Collected data entries

--- START ---

//! Router construction.

use super::AppState;
use super::handlers::{cancellations, health, processes, scripts};
use axum::Router;
use axum::routing::get;
use tower_http::trace::TraceLayer;

/// Versioned base path of every route.
pub const API_PREFIX: &str = "/api/1.0";

/// Builds the application router.
#[must_use]
pub fn build_router(state: AppState) -> Router {
    let api = Router::new()
        .route("/health", get(health::health))
        .route(
            "/processes",
            get(processes::list_processes).post(processes::create_process),
        )
        .route("/processes/:process_uid", get(processes::get_process))
        .route(
            "/processes/:process_uid/scripts",
            get(scripts::list_scripts).post(scripts::create_script),
        )
        .route(
            "/processes/:process_uid/scripts/:script_uid",
            get(scripts::get_script)
                .put(scripts::update_script)
                .delete(scripts::delete_script),
        )
        .route(
            "/canceled-requests",
            get(cancellations::list_canceled_requests)
                .post(cancellations::record_canceled_request)
                .delete(cancellations::purge_canceled_requests),
        )
        .route(
            "/canceled-requests/:app_uid",
            get(cancellations::get_canceled_request),
        );

    Router::new()
        .nest(API_PREFIX, api)
        .layer(TraceLayer::new_for_http())
        .with_state(state)
}
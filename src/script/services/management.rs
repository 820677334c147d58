//! Service layer for script creation, listing, update, and removal.
//!
//! Every operation is scoped to a process: the process must exist and the
//! script must belong to it, otherwise the script is reported as not found.

use crate::pagination::{ListParams, ListQuery, Page};
use crate::process::{
    domain::ProcessId,
    ports::{ProcessRepository, ProcessRepositoryError},
};
use crate::script::{
    domain::{
        Script, ScriptChanges, ScriptDescription, ScriptDomainError, ScriptId, ScriptLanguage,
        ScriptSortField, ScriptTitle,
    },
    ports::{ScriptRepository, ScriptRepositoryError},
};
use crate::validation::ValidationErrors;
use mockable::Clock;
use std::sync::Arc;
use thiserror::Error;

const TITLE_TAKEN: &str = "The title has already been taken.";

/// Request payload for creating a script.
///
/// Fields are optional because raw API input may omit them; the service
/// reports every missing required field at once.
#[derive(Debug, Clone, Default, PartialEq, Eq)]
pub struct CreateScriptRequest {
    title: Option<String>,
    description: Option<String>,
    language: Option<String>,
    code: Option<String>,
}

impl CreateScriptRequest {
    /// Creates a request with every required field set.
    #[must_use]
    pub fn new(
        title: impl Into<String>,
        description: impl Into<String>,
        language: impl Into<String>,
    ) -> Self {
        Self {
            title: Some(title.into()),
            description: Some(description.into()),
            language: Some(language.into()),
            code: None,
        }
    }

    /// Sets the title.
    #[must_use]
    pub fn with_title(mut self, title: Option<String>) -> Self {
        self.title = title;
        self
    }

    /// Sets the description.
    #[must_use]
    pub fn with_description(mut self, description: Option<String>) -> Self {
        self.description = description;
        self
    }

    /// Sets the language tag.
    #[must_use]
    pub fn with_language(mut self, language: Option<String>) -> Self {
        self.language = language;
        self
    }

    /// Sets the code body.
    #[must_use]
    pub fn with_code(mut self, code: Option<String>) -> Self {
        self.code = code;
        self
    }
}

/// Request payload for a partial script update.
///
/// Absent fields are left unchanged. A supplied title must not be blank.
#[derive(Debug, Clone, Default, PartialEq, Eq)]
pub struct UpdateScriptRequest {
    title: Option<String>,
    description: Option<String>,
    language: Option<String>,
    code: Option<String>,
}

impl UpdateScriptRequest {
    /// Creates an empty update.
    #[must_use]
    pub fn new() -> Self {
        Self::default()
    }

    /// Sets the new title.
    #[must_use]
    pub fn with_title(mut self, title: Option<String>) -> Self {
        self.title = title;
        self
    }

    /// Sets the new description.
    #[must_use]
    pub fn with_description(mut self, description: Option<String>) -> Self {
        self.description = description;
        self
    }

    /// Sets the new language tag.
    #[must_use]
    pub fn with_language(mut self, language: Option<String>) -> Self {
        self.language = language;
        self
    }

    /// Sets the new code body.
    #[must_use]
    pub fn with_code(mut self, code: Option<String>) -> Self {
        self.code = code;
        self
    }
}

/// Service-level errors for script operations.
#[derive(Debug, Error)]
pub enum ScriptServiceError {
    /// Input validation failed.
    #[error(transparent)]
    Validation(#[from] ValidationErrors),
    /// The scoping process does not exist.
    #[error("process not found: {0}")]
    ProcessNotFound(ProcessId),
    /// The script does not exist within the scoping process.
    #[error("script not found: {0}")]
    ScriptNotFound(ScriptId),
    /// Script repository operation failed.
    #[error(transparent)]
    Repository(#[from] ScriptRepositoryError),
    /// Process repository operation failed.
    #[error(transparent)]
    ProcessRepository(#[from] ProcessRepositoryError),
}

/// Result type for script service operations.
pub type ScriptServiceResult<T> = Result<T, ScriptServiceError>;

/// Script management orchestration service.
pub struct ScriptService<S, P, C>
where
    S: ScriptRepository + ?Sized,
    P: ProcessRepository + ?Sized,
    C: Clock + Send + Sync + ?Sized,
{
    scripts: Arc<S>,
    processes: Arc<P>,
    clock: Arc<C>,
}

impl<S, P, C> Clone for ScriptService<S, P, C>
where
    S: ScriptRepository + ?Sized,
    P: ProcessRepository + ?Sized,
    C: Clock + Send + Sync + ?Sized,
{
    fn clone(&self) -> Self {
        Self {
            scripts: Arc::clone(&self.scripts),
            processes: Arc::clone(&self.processes),
            clock: Arc::clone(&self.clock),
        }
    }
}

impl<S, P, C> ScriptService<S, P, C>
where
    S: ScriptRepository + ?Sized,
    P: ProcessRepository + ?Sized,
    C: Clock + Send + Sync + ?Sized,
{
    /// Creates a new script service.
    #[must_use]
    pub const fn new(scripts: Arc<S>, processes: Arc<P>, clock: Arc<C>) -> Self {
        Self {
            scripts,
            processes,
            clock,
        }
    }

    /// Creates a script within a process.
    ///
    /// # Errors
    ///
    /// Returns [`ScriptServiceError::ProcessNotFound`] when the process does
    /// not exist, [`ScriptServiceError::Validation`] when a required field is
    /// missing, invalid, or the title is taken, and a repository error when
    /// persistence fails.
    pub async fn create(
        &self,
        process_id: ProcessId,
        request: CreateScriptRequest,
    ) -> ScriptServiceResult<Script> {
        self.require_process(process_id).await?;

        let mut errors = ValidationErrors::new();
        let parsed_title = collect(
            &mut errors,
            "title",
            ScriptTitle::new(request.title.unwrap_or_default()),
        );
        let parsed_description = collect(
            &mut errors,
            "description",
            ScriptDescription::new(request.description.unwrap_or_default()),
        );
        let parsed_language = collect(
            &mut errors,
            "language",
            ScriptLanguage::try_from(request.language.as_deref().unwrap_or_default()),
        );

        if let Some(candidate) = parsed_title.as_ref()
            && self.scripts.find_by_title(candidate).await?.is_some()
        {
            errors.add("title", TITLE_TAKEN);
        }

        let (Some(title), Some(description), Some(language)) =
            (parsed_title, parsed_description, parsed_language)
        else {
            return Err(errors.into());
        };
        errors.into_result()?;

        let script = Script::new(
            process_id,
            title,
            description,
            language,
            request.code.unwrap_or_default(),
            &*self.clock,
        );
        self.scripts
            .insert(&script)
            .await
            .map_err(title_conflict_as_validation)?;

        tracing::info!(
            script_id = %script.id(),
            process_id = %process_id,
            title = %script.title(),
            "script created"
        );
        Ok(script)
    }

    /// Lists a process's scripts.
    ///
    /// # Errors
    ///
    /// Returns [`ScriptServiceError::ProcessNotFound`] when the process does
    /// not exist, [`ScriptServiceError::Validation`] when list parameters are
    /// invalid, and a repository error when lookup fails.
    pub async fn list(
        &self,
        process_id: ProcessId,
        params: ListParams,
    ) -> ScriptServiceResult<(ListQuery<ScriptSortField>, Page<Script>)> {
        self.require_process(process_id).await?;
        let query = params.resolve::<ScriptSortField>()?;
        let page = self.scripts.list_for_process(process_id, &query).await?;
        Ok((query, page))
    }

    /// Returns a script scoped to a process.
    ///
    /// # Errors
    ///
    /// Returns [`ScriptServiceError::ProcessNotFound`] or
    /// [`ScriptServiceError::ScriptNotFound`] when the process or the script
    /// within it does not exist.
    pub async fn get(
        &self,
        process_id: ProcessId,
        script_id: ScriptId,
    ) -> ScriptServiceResult<Script> {
        self.require_process(process_id).await?;
        self.require_scoped_script(process_id, script_id).await
    }

    /// Applies a partial update to a script.
    ///
    /// # Errors
    ///
    /// Returns not-found errors as for [`Self::get`],
    /// [`ScriptServiceError::Validation`] when a supplied field is invalid or
    /// the new title belongs to another script, and a repository error when
    /// persistence fails.
    pub async fn update(
        &self,
        process_id: ProcessId,
        script_id: ScriptId,
        request: UpdateScriptRequest,
    ) -> ScriptServiceResult<Script> {
        self.require_process(process_id).await?;
        let mut script = self.require_scoped_script(process_id, script_id).await?;

        let (changes, mut errors) = validate_changes(request);
        if let Some(title) = changes.title()
            && let Some(holder) = self.scripts.find_by_title(title).await?
            && holder.id() != script_id
        {
            errors.add("title", TITLE_TAKEN);
        }
        errors.into_result()?;

        if changes.is_empty() {
            tracing::debug!(script_id = %script_id, "script update carried no changes");
            return Ok(script);
        }

        script.apply(changes, &*self.clock);
        self.scripts
            .update(&script)
            .await
            .map_err(|err| match err {
                ScriptRepositoryError::NotFound(id) => ScriptServiceError::ScriptNotFound(id),
                other => title_conflict_as_validation(other),
            })?;
        tracing::info!(script_id = %script_id, "script updated");
        Ok(script)
    }

    /// Removes a script.
    ///
    /// # Errors
    ///
    /// Returns not-found errors as for [`Self::get`] and a repository error
    /// when persistence fails.
    pub async fn delete(
        &self,
        process_id: ProcessId,
        script_id: ScriptId,
    ) -> ScriptServiceResult<()> {
        self.require_process(process_id).await?;
        self.require_scoped_script(process_id, script_id).await?;
        self.scripts.delete(script_id).await.map_err(|err| match err {
            ScriptRepositoryError::NotFound(id) => ScriptServiceError::ScriptNotFound(id),
            other => other.into(),
        })?;
        tracing::info!(script_id = %script_id, process_id = %process_id, "script deleted");
        Ok(())
    }

    async fn require_process(&self, process_id: ProcessId) -> ScriptServiceResult<()> {
        match self.processes.find_by_id(process_id).await? {
            Some(_) => Ok(()),
            None => Err(ScriptServiceError::ProcessNotFound(process_id)),
        }
    }

    async fn require_scoped_script(
        &self,
        process_id: ProcessId,
        script_id: ScriptId,
    ) -> ScriptServiceResult<Script> {
        match self.scripts.find_by_id(script_id).await? {
            Some(script) if script.belongs_to(process_id) => Ok(script),
            Some(_) => {
                tracing::debug!(
                    script_id = %script_id,
                    process_id = %process_id,
                    "script requested through a process that does not own it"
                );
                Err(ScriptServiceError::ScriptNotFound(script_id))
            }
            None => Err(ScriptServiceError::ScriptNotFound(script_id)),
        }
    }
}

fn collect<T>(
    errors: &mut ValidationErrors,
    field: &str,
    result: Result<T, ScriptDomainError>,
) -> Option<T> {
    match result {
        Ok(value) => Some(value),
        Err(err) => {
            errors.add(field, err.to_string());
            None
        }
    }
}

fn validate_changes(request: UpdateScriptRequest) -> (ScriptChanges, ValidationErrors) {
    let UpdateScriptRequest {
        title,
        description,
        language,
        code,
    } = request;

    let mut errors = ValidationErrors::new();
    let mut changes = ScriptChanges::new();
    if let Some(raw) = title
        && let Some(value) = collect(&mut errors, "title", ScriptTitle::new(raw))
    {
        changes = changes.with_title(value);
    }
    if let Some(raw) = description
        && let Some(value) = collect(&mut errors, "description", ScriptDescription::new(raw))
    {
        changes = changes.with_description(value);
    }
    if let Some(raw) = language
        && let Some(value) = collect(
            &mut errors,
            "language",
            ScriptLanguage::try_from(raw.as_str()),
        )
    {
        changes = changes.with_language(value);
    }
    if let Some(value) = code {
        changes = changes.with_code(value);
    }
    (changes, errors)
}

fn title_conflict_as_validation(err: ScriptRepositoryError) -> ScriptServiceError {
    match err {
        ScriptRepositoryError::DuplicateTitle(_) => {
            ValidationErrors::single("title", TITLE_TAKEN).into()
        }
        other => other.into(),
    }
}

--- END ---

* Work item: For this exercise, copy the lines from the one that contains "if let Some(value)" through the last line of the records, exactly and only those.

* Solution to this exercise:
    if let Some(value) = code {
        changes = changes.with_code(value);
    }
    (changes, errors)
}

fn title_conflict_as_validation(err: ScriptRepositoryError) -> ScriptServiceError {
    match err {
        ScriptRepositoryError::DuplicateTitle(_) => {
            ValidationErrors::single("title", TITLE_TAKEN).into()
        }
        other => other.into(),
    }
}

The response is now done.